Kembangkan Manajemen Risiko Iklim Sektor Perbankan, OJK dan Kedubes Australia Lakukan Hal Ini
JAKARTA, investortrust.id - Otoritas Jasa Keuangan (OJK) bersama Kedutaan Besar (Kedubes) Australia dan Australia Indonesia Partnership for Economic Development (Prospera) terus meningkatkan kemitraan untuk memperkuat manajemen risiko iklim (climate risk management) bagi industri perbankan di Indonesia.
Kepala Eksekutif Pengawas Perbankan OJK, Dian Ediana Rae mengungkapkan, kemitraan itu merupakan tindak lanjut Panduan Climate Risk Management and Scenario Analysis (CRMS) yang diterbitkan pada Maret 2024. Kemitraan ini bakal memperkuat hubungan antara Australia dan Indonesia dalam menghadapi tantangan dan peluang risiko iklim di masa depan.
Baca Juga
Tak Hanya Jadi Masalah Lingkungan, OJK Sebut Perubahan Iklim Juga Pengaruhi Sistem Finansial
"Kami berharap kolaborasi ini akan memberikan hasil yang penting, sehingga perbankan akan dilengkapi panduan dan data yang lebih baik mengenai climate risk management,” ujar Dian dalam acara Kick-Off Ceremony: OJK-Prospera-Moody’s Cooperation on Climate Risk Management Policy Development for Indonesian Banking Sector secara hibrida di Jakarta, Jumat (28/6/2024).
Dian menambahkan, lewat kerja sama tersebut, Indonesia juga akan mampu melakukan penilaian dampak iklim secara bank-wide dan mengembangkan kerangka peraturan untuk menilai risiko iklim
Dian mengemukakan, kerja sama ini akan berlangsung selama dua tahun dan meliputi enam cakupan utama, yaitu pengembangan panduan manajemen risiko iklim dengan data yang lebih rinci dan pengembangan skenario climate risk stress test untuk Indonesia berdasarkan skenario Network for Greening the Financial System (NGFS) terbaru.

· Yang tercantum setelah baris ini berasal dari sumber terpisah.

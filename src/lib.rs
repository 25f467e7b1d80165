pub mod cli;
pub mod commands;
pub mod config;
pub mod execution;
pub mod logging;
pub mod plugins;
pub mod polyfill;
pub mod report;
pub mod state;
pub mod time;
pub mod utils;

pub use plugins::{JsonReporter, PluginRegistry, ReporterPlugin};
pub use report::{HostError, OutStream, ReporterPluginHost};
pub use state::Report;
//! The global frame table.
//!
//! Every resident frame sits in one circular ring guarded by a single
//! lock; the clock hand sweeps it for victims. A frame in flight —
//! between allocation and a successful claim, or between victim
//! selection and rebinding — is out of the ring, so the hand can never
//! steal a frame whose contents are still moving.

use core::ptr;

use alloc::boxed::Box;
use spin::Mutex;

use crate::addr::{Addr, KVAddr, PGSIZE};
use crate::list::ListEntry;
use crate::page::Page;
use crate::palloc::PagePool;
use crate::pml4::Pml4;
use crate::vm::page::VmPage;

/// A physical frame and its current occupant.
///
/// # Safety
///
/// - The physical page at `kva` is owned by this record for its whole
///   life and released only through `free`.
/// - While the frame is in the ring, `page` and `pml4` are non-null
///   and valid: `page` is the single resident page record whose own
///   `frame` link points back here, and `pml4` is the hardware table
///   of the process owning that page. Both links change only under
///   the frame-table lock.
#[repr(C)]
pub struct Frame {
    /// Ring node. Must remain the first field.
    elem: ListEntry,
    kva: KVAddr,
    pub(crate) page: *mut VmPage,
    pub(crate) pml4: *mut Pml4,
}

impl Frame {
    /// Wraps a freshly allocated user page. The frame takes over the
    /// page's ownership.
    pub(crate) fn new(mem: Page) -> Box<Frame> {
        let kva = mem.addr();
        let _ = mem.into_usize();
        Box::new(Frame {
            // SAFETY: linked when the frame enters the ring.
            elem: unsafe { ListEntry::new() },
            kva,
            page: ptr::null_mut(),
            pml4: ptr::null_mut(),
        })
    }

    pub(crate) fn kva(&self) -> KVAddr {
        self.kva
    }

    pub(crate) fn bytes(&self) -> &[u8; PGSIZE] {
        // SAFETY: the frame owns the page at kva.
        unsafe { &*(self.kva.into_usize() as *const [u8; PGSIZE]) }
    }

    /// Returns the physical page to the user pool and drops the record.
    pub(crate) fn free(self: Box<Self>, pool: &PagePool) {
        // SAFETY: the frame owned the page at kva exclusively.
        pool.free_user(unsafe { Page::from_usize(self.kva.into_usize()) });
    }
}

struct FrameRing {
    /// The clock hand; null iff the ring is empty.
    hand: *mut Frame,
    len: usize,
}

/// # Safety
///
/// Ring membership and the back-references of member frames are
/// mutated only while holding this lock.
pub struct FrameTable {
    ring: Mutex<FrameRing>,
}

impl FrameTable {
    pub(crate) fn new() -> Self {
        Self {
            ring: Mutex::new(FrameRing {
                hand: ptr::null_mut(),
                len: 0,
            }),
        }
    }

    /// Enters a claimed frame into the ring.
    pub(crate) fn push(&self, frame: Box<Frame>) {
        let mut ring = self.ring.lock();
        let p = Box::into_raw(frame);
        if ring.hand.is_null() {
            // SAFETY: p is a live frame we exclusively own.
            unsafe { (*p).elem.init() };
            ring.hand = p;
        } else {
            // Joins just behind the hand: the youngest frame is the
            // last the current sweep will reach.
            unsafe { (*ring.hand).elem.push_back(&mut (*p).elem) };
        }
        ring.len += 1;
    }

    /// Takes `frame` out of the ring, regaining ownership.
    pub(crate) fn pop(&self, frame: *mut Frame) -> Box<Frame> {
        let mut ring = self.ring.lock();
        debug_assert!(!frame.is_null() && ring.len > 0, "FrameTable::pop");
        // SAFETY: callers pass a frame that is in the ring (their
        // page's non-null frame link), so it is live and linked.
        unsafe {
            if ptr::eq(ring.hand, frame) {
                let next = (*frame).elem.next() as *mut Frame;
                ring.hand = if ptr::eq(next, frame) {
                    ptr::null_mut()
                } else {
                    next
                };
            }
            (*frame).elem.remove();
            ring.len -= 1;
            Box::from_raw(frame)
        }
    }

    /// Second-chance victim selection. Advances the hand, giving every
    /// referenced frame one pass; the first unreferenced frame is the
    /// victim, which the caller then pops. `None` iff the ring is
    /// empty.
    pub(crate) fn pick_victim(&self) -> Option<*mut Frame> {
        let mut ring = self.ring.lock();
        if ring.hand.is_null() {
            return None;
        }
        for _ in 0..2 * ring.len {
            let f = ring.hand;
            // SAFETY: ring frames have valid back-references under the
            // frame-table lock, per the invariant.
            unsafe {
                ring.hand = (*f).elem.next() as *mut Frame;
                let va = (*(*f).page).va();
                let pml4 = &mut *(*f).pml4;
                if pml4.is_accessed(va) {
                    pml4.set_accessed(va, false);
                } else {
                    return Some(f);
                }
            }
        }
        // One full sweep cleared every accessed bit, so the second
        // finds a victim; reaching here still yields the hand to keep
        // eviction making progress.
        Some(ring.hand)
    }

    pub fn len(&self) -> usize {
        self.ring.lock().len
    }

    pub fn is_empty(&self) -> bool {
        self.len() == 0
    }

    /// Checks the reciprocal page<->frame links of every ring member.
    pub fn consistent(&self) -> bool {
        let ring = self.ring.lock();
        if ring.hand.is_null() {
            return true;
        }
        let mut f = ring.hand;
        loop {
            // SAFETY: ring frames are live and linked; back-references
            // are valid under the lock.
            unsafe {
                let page = (*f).page;
                if page.is_null() || !ptr::eq((*page).frame_ptr(), f) {
                    return false;
                }
                f = (*f).elem.next() as *mut Frame;
            }
            if ptr::eq(f, ring.hand) {
                return true;
            }
        }
    }
}
/// Pages in the default user pool (frames available to user processes).
pub const USER_POOL_PAGES: usize = 256;

/// Pages in the default kernel pool (page-table pages).
pub const KERNEL_POOL_PAGES: usize = 128;

/// Swap slots backed by the default swap device. Also the hard upper
/// bound; the slot bitmap is sized to it.
pub const SWAP_SLOTS: usize = 1024;

/// Maximum length of a process name.
pub const MAXPROCNAME: usize = 16;

/// Memory-mapped file regions per process.
pub const NMMAP: usize = 16;

/// Buckets in a freshly initialized hash table. Must be a power of 2.
pub const HASH_INIT_BUCKETS: usize = 4;
//! Error kinds surfaced by the VM core.

use core::fmt;

/// Everything that can fail inside the VM core.
///
/// `AlreadyMapped` is recoverable and reported to the caller (mmap,
/// page allocation). The rest propagate to the trap dispatcher, which
/// terminates the faulting process with exit status -1.
#[derive(Debug, Clone, Copy, PartialEq, Eq)]
pub enum VmError {
    /// Null pointer or kernel-space address reached from user code.
    BadAddress,
    /// Write attempted on a page mapped read-only.
    Protection,
    /// Fault outside the SPT and outside the stack-growth region.
    NoPage,
    /// An allocation failed. User-pool exhaustion with nothing
    /// evictable does not produce this; it panics instead.
    OutOfMemory,
    /// A file or swap transfer failed or came up short.
    Io,
    /// The SPT already holds a page at this address.
    AlreadyMapped,
}

pub type Result<T> = core::result::Result<T, VmError>;

impl fmt::Display for VmError {
    fn fmt(&self, f: &mut fmt::Formatter<'_>) -> fmt::Result {
        match self {
            VmError::BadAddress => write!(f, "bad address"),
            VmError::Protection => write!(f, "protection violation"),
            VmError::NoPage => write!(f, "no page"),
            VmError::OutOfMemory => write!(f, "out of memory"),
            VmError::Io => write!(f, "i/o error"),
            VmError::AlreadyMapped => write!(f, "already mapped"),
        }
    }
}

/// Runs `$code` and returns either the unwrapped result or executes `$or`.
#[macro_export]
macro_rules! ok_or {
    ($code:expr, $err:ident, $or:expr) => {
        match $code {
            Ok(result) => result,
            Err($err) => $or,
        }
    };
    ($code:expr, $or:expr) => {
        match $code {
            Ok(result) => result,
            Err(_) => $or,
        }
    };
}

/// Runs an expression and returns either the unwrapped result or executes `$or`.
#[macro_export]
macro_rules! some_or {
    ($code:expr, $or:expr) => {
        match $code {
            Some(result) => result,
            None => $or,
        }
    };
}
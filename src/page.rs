use core::fmt;
use core::ops::{Deref, DerefMut};
use core::ptr::NonNull;

use crate::addr::{Addr, KVAddr, PGSIZE};

/// The storage of a physical page.
#[repr(align(4096))]
pub struct RawPage {
    inner: [u8; PGSIZE],
}

impl RawPage {
    pub const ZERO: Self = Self { inner: [0; PGSIZE] };

    pub fn bytes(&self) -> &[u8; PGSIZE] {
        &self.inner
    }

    pub fn bytes_mut(&mut self) -> &mut [u8; PGSIZE] {
        &mut self.inner
    }
}

/// An owned physical page, identified by its kernel virtual address.
///
/// # Safety
///
/// `ptr` always refers to a valid `RawPage` inside a pool arena, and
/// at most one `Page` for a given address exists at a time. A `Page`
/// must be returned to its pool (or released with `into_usize` by code
/// that re-creates it later); dropping one is a leak of physical
/// memory and panics.
pub struct Page {
    ptr: NonNull<RawPage>,
}

impl Page {
    /// Creates a page handle from a raw page address.
    ///
    /// # Safety
    ///
    /// `addr` must be the page-aligned address of a `RawPage` that is
    /// not owned by any other `Page`.
    pub unsafe fn from_usize(addr: usize) -> Self {
        debug_assert!(addr % PGSIZE == 0, "Page::from_usize");
        Self {
            // SAFETY: addr is nonzero since page 0 is never handed out
            // by a pool arena.
            ptr: unsafe { NonNull::new_unchecked(addr as *mut RawPage) },
        }
    }

    /// Releases ownership, returning the page address.
    pub fn into_usize(self) -> usize {
        let addr = self.ptr.as_ptr() as usize;
        core::mem::forget(self);
        addr
    }

    pub fn addr(&self) -> KVAddr {
        KVAddr::from(self.ptr.as_ptr() as usize)
    }

    pub fn write_bytes(&mut self, value: u8) {
        self.fill(value);
    }
}

impl Deref for Page {
    type Target = [u8; PGSIZE];

    fn deref(&self) -> &Self::Target {
        // SAFETY: self.ptr refers to a valid, uniquely owned RawPage.
        unsafe { &self.ptr.as_ref().inner }
    }
}

impl DerefMut for Page {
    fn deref_mut(&mut self) -> &mut Self::Target {
        // SAFETY: self.ptr refers to a valid, uniquely owned RawPage.
        unsafe { &mut self.ptr.as_mut().inner }
    }
}

impl fmt::Debug for Page {
    fn fmt(&self, f: &mut fmt::Formatter<'_>) -> fmt::Result {
        write!(f, "Page({:p})", self.ptr)
    }
}

impl Drop for Page {
    fn drop(&mut self) {
        panic!("page must never be dropped");
    }
}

Kerja sama, menurut Dian, juga mencakup pengembangan metodologi perhitungan dampak risiko iklim terhadap kinerja debitur bank baik untuk perusahaan besar maupun usaha mikro, kecil, dan menengah (UMKM), serta dampak terhadap kinerja keuangan bank (bottom-up stress test).
Cakupan lainnya, kata dia, yaitu pengembangan data proyeksi risiko fisik maupun risiko transisi yang sesuai kondisi di Indonesia hingga 2100, serta perhitungan dampak risiko iklim terhadap kinerja industri perbankan dari sisi regulator (Climate Impact Assesment for Banking Industry Wide).
“Terakhir adalah penyelenggaraan capacity building untuk OJK dan bank mengenaipengembangan manajemen risiko iklim,” tutur dia.
Dian menjelaskan, hasil kerja sama tersebut diharapkan mampu mendukung pengembangan kebijakan mengenai risiko iklim di sektor perbankan ke depan yang diperlukan untuk mengatasi tantangan pengembangan risiko iklim.
Baca Juga
“Tantangannya antara lain keterbatasan data emisi dan data bencana, serta kapasitas dan expertise dalam membangun metodologi perhitungan dampak risiko iklim," tutur dia.
Menurut Dian Ediana Rae, kerja sama ini pun diharapkan mendukung perbankan untuk dapat mengembangkan, mengukur, dan memitigasi dampak iklim, yang pada akhirnya diharapkan akan mendukung arah kebijakan transisi menuju Net Zero Emissions.